Bruno Halioua Érès, 2017, 234 p., 15 €

Quand l’eugénisme devient un système politique appliqué à grande échelle au nom de la « pureté raciale » par l’État national-socialiste. Certes, l’expérimentation médicale sur des cobayes en bonne santé n’est pas nouvelle, mais elle n’avait jamais été érigée en système. Parallèlement au procès des hauts dignitaires nazis, qui donnera naissance au concept de « crime contre l’humanité », celui des médecins de Nuremberg, devant un tribunal militaire pénal américain, aboutira à interroger la légitimité d’expérimentations sur des sujets sains et non consentants : c’est le code de Nuremberg (1947).

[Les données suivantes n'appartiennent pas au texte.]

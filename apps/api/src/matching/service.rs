//! AI match service.
//!
//! With an LLM configured: extract structured requirements, pre-filter the
//! open-to-work pool, score the top 20 by profile score, and return the top
//! 10 by match score. Any failure at any stage degrades to the deterministic
//! ranking: top 10 by profile score with `match_score = profile_score`.

use serde::Serialize;
use serde_json::Value;
use sqlx::PgPool;
use tracing::warn;

use crate::errors::AppError;
use crate::llm_client::LlmClient;
use crate::matching::engine::{build_match_reason, compute_match_score, JobRequirements};
use crate::matching::prompts::{REQUIREMENTS_PROMPT_TEMPLATE, REQUIREMENTS_SYSTEM};
use crate::models::job_seeker::JobSeekerRow;
use crate::search::service::get_top_candidates;

/// Candidates considered for scoring after the requirement pre-filter.
const SCORING_POOL_SIZE: usize = 20;
/// Ranked results returned to the recruiter.
const RESULT_LIMIT: usize = 10;

const FALLBACK_REASON: &str = "High profile score";

#[derive(Debug, Serialize)]
pub struct MatchResult {
    pub candidate: JobSeekerRow,
    pub match_score: i32,
    pub match_reason: String,
}

pub async fn match_candidates(
    pool: &PgPool,
    llm: Option<&LlmClient>,
    requirements_text: &str,
) -> Result<Vec<MatchResult>, AppError> {
    if requirements_text.trim().is_empty() {
        return Err(AppError::Validation(
            "Job requirements cannot be empty".to_string(),
        ));
    }

    let Some(llm) = llm else {
        return fallback_by_profile_score(pool).await;
    };

    match ai_match(pool, llm, requirements_text).await {
        Ok(results) => Ok(results),
        Err(AppError::Database(e)) => Err(AppError::Database(e)),
        Err(e) => {
            warn!("AI matching failed, falling back to profile-score ranking: {e}");
            fallback_by_profile_score(pool).await
        }
    }
}

async fn ai_match(
    pool: &PgPool,
    llm: &LlmClient,
    requirements_text: &str,
) -> Result<Vec<MatchResult>, AppError> {
    let prompt = REQUIREMENTS_PROMPT_TEMPLATE.replace("{requirements}", requirements_text);
    let raw: Value = llm
        .call_json(&prompt, REQUIREMENTS_SYSTEM)
        .await
        .map_err(|e| AppError::Llm(format!("Requirement extraction failed: {e}")))?;
    let requirements = coerce_requirements(&raw);

    // Best-profile-first pool, pre-filtered on the extracted requirements.
    let pool_rows = sqlx::query_as::<_, JobSeekerRow>(
        "SELECT * FROM job_seekers WHERE is_open_to_work = TRUE ORDER BY profile_score DESC",
    )
    .fetch_all(pool)
    .await?;

    let candidates: Vec<JobSeekerRow> = pool_rows
        .into_iter()
        .filter(|row| satisfies_requirements(row, &requirements))
        .take(SCORING_POOL_SIZE)
        .collect();

    let mut results: Vec<MatchResult> = candidates
        .into_iter()
        .map(|candidate| {
            let match_score = compute_match_score(&candidate, &requirements);
            let match_reason = build_match_reason(&candidate, &requirements);
            MatchResult {
                candidate,
                match_score,
                match_reason,
            }
        })
        .collect();

    results.sort_by(|a, b| b.match_score.cmp(&a.match_score));
    results.truncate(RESULT_LIMIT);
    Ok(results)
}

/// Pre-filter mirroring the extracted requirements: any-skill substring
/// match and a minimum-experience bound.
fn satisfies_requirements(row: &JobSeekerRow, requirements: &JobRequirements) -> bool {
    if !requirements.skills.is_empty() {
        let any_match = requirements.skills.iter().any(|wanted| {
            row.skills
                .iter()
                .any(|skill| skill.to_lowercase().contains(&wanted.to_lowercase()))
        });
        if !any_match {
            return false;
        }
    }

    if let Some(min_experience) = requirements.min_experience {
        if row.total_experience_years < min_experience {
            return false;
        }
    }

    true
}

/// Deterministic fallback: top candidates by profile score, each assigned
/// `match_score = profile_score`.
async fn fallback_by_profile_score(pool: &PgPool) -> Result<Vec<MatchResult>, AppError> {
    let candidates = get_top_candidates(pool, RESULT_LIMIT as i64).await?;
    Ok(candidates
        .into_iter()
        .map(|candidate| {
            let match_score = candidate.profile_score;
            MatchResult {
                candidate,
                match_score,
                match_reason: FALLBACK_REASON.to_string(),
            }
        })
        .collect())
}

/// Coerces the loosely-typed extraction response, defaulting each field.
fn coerce_requirements(raw: &Value) -> JobRequirements {
    JobRequirements {
        skills: string_list(raw.get("skills")),
        min_experience: raw.get("minExperience").and_then(Value::as_f64),
        location: raw
            .get("location")
            .and_then(Value::as_str)
            .filter(|s| !s.trim().is_empty())
            .map(str::to_string),
        must_have_skills: string_list(raw.get("mustHaveSkills")),
    }
}

fn string_list(value: Option<&Value>) -> Vec<String> {
    value
        .and_then(Value::as_array)
        .map(|arr| {
            arr.iter()
                .filter_map(Value::as_str)
                .map(|s| s.trim().to_string())
                .filter(|s| !s.is_empty())
                .collect()
        })
        .unwrap_or_default()
}

#[cfg(test)]
mod tests {
    use super::*;
    use crate::models::job_seeker::fixtures::empty_profile;
    use serde_json::json;

    #[test]
    fn test_coerce_requirements_full() {
        let raw = json!({
            "skills": ["Rust", "PostgreSQL"],
            "minExperience": 4,
            "location": "Berlin",
            "mustHaveSkills": ["Rust"]
        });
        let req = coerce_requirements(&raw);
        assert_eq!(req.skills, vec!["Rust", "PostgreSQL"]);
        assert_eq!(req.min_experience, Some(4.0));
        assert_eq!(req.location.as_deref(), Some("Berlin"));
        assert_eq!(req.must_have_skills, vec!["Rust"]);
    }

    #[test]
    fn test_coerce_requirements_defaults_on_missing_fields() {
        let req = coerce_requirements(&json!({}));
        assert_eq!(req, JobRequirements::default());
    }

    #[test]
    fn test_coerce_requirements_ignores_mistyped_fields() {
        let raw = json!({"skills": "Rust", "minExperience": "four"});
        let req = coerce_requirements(&raw);
        assert!(req.skills.is_empty());
        assert_eq!(req.min_experience, None);
    }

    #[test]
    fn test_satisfies_requirements_skill_or_match() {
        let mut row = empty_profile();
        row.skills = vec!["React.js".to_string()];

        let req = JobRequirements {
            skills: vec!["react".to_string(), "vue".to_string()],
            ..JobRequirements::default()
        };
        assert!(satisfies_requirements(&row, &req));

        let req = JobRequirements {
            skills: vec!["vue".to_string()],
            ..JobRequirements::default()
        };
        assert!(!satisfies_requirements(&row, &req));
    }

    #[test]
    fn test_satisfies_requirements_experience_bound() {
        let mut row = empty_profile();
        row.total_experience_years = 3.0;

        let req = JobRequirements {
            min_experience: Some(5.0),
            ..JobRequirements::default()
        };
        assert!(!satisfies_requirements(&row, &req));

        let req = JobRequirements {
            min_experience: Some(3.0),
            ..JobRequirements::default()
        };
        assert!(satisfies_requirements(&row, &req));
    }

    #[test]
    fn test_no_requirements_accepts_everyone() {
        assert!(satisfies_requirements(
            &empty_profile(),
            &JobRequirements::default()
        ));
    }
}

Comparaissent 26 prévenus, tous d’éminents médecins, ni bourreaux ni sadiques, mais imprégnés de l’idéologie national-socialiste, où le choix volontaire de l’homme est remplacé par la volonté de l’État. L’État doit se séparer des « faibles » ! En 1933, stérilisations de ceux qui sont considérés comme une charge ; en 1939, début de l’opération T4 de gazage des « incurables » sur liste fournie par des hôpitaux psychiatriques, arrêtée grâce aux protestations des Églises (les gazages ont fait 70 000 victimes). En 1942, débute, dans les camps, des expériences médicales sur des prisonniers. S’appuyant sur des rapports extrêmement précis, l’accusation pose la question de la conscience face à des actes monstrueux. Pour leur défense, les prévenus se réfugient derrière le devoir d’obéissance et évoquent des expériences similaires pratiquées aux États-Unis, la difficulté de l’expérimentation animale… 16 des 20 prévenus ont été reconnus coupables. Mais si les actes commis par un État totalitaire ne sont pas assimilables à ceux d’une démocratie, il devint nécessaire d’établir un code international régissant l’expérimentation humaine. Adopté dans l’urgence, le Code de Nuremberg constitue le premier texte à prétention universelle. Pourtant, un certain flou demeure. Entre « le consentement éclairé » et les choix de l’État totalitaire, se pose la question de la conscience. Même s’il eut peu d’effets après-guerre, ce Code a ouvert la voie d’une réflexion pour la bioéthique médicale. Il ne cessera d’être amélioré, en particulier par les déclarations d’Helsinki (1964) et de Tokyo (1975). Cette réédition d’un livre de 2007, publiée soixante-dix ans après le Code de Nuremberg, est une œuvre salutaire.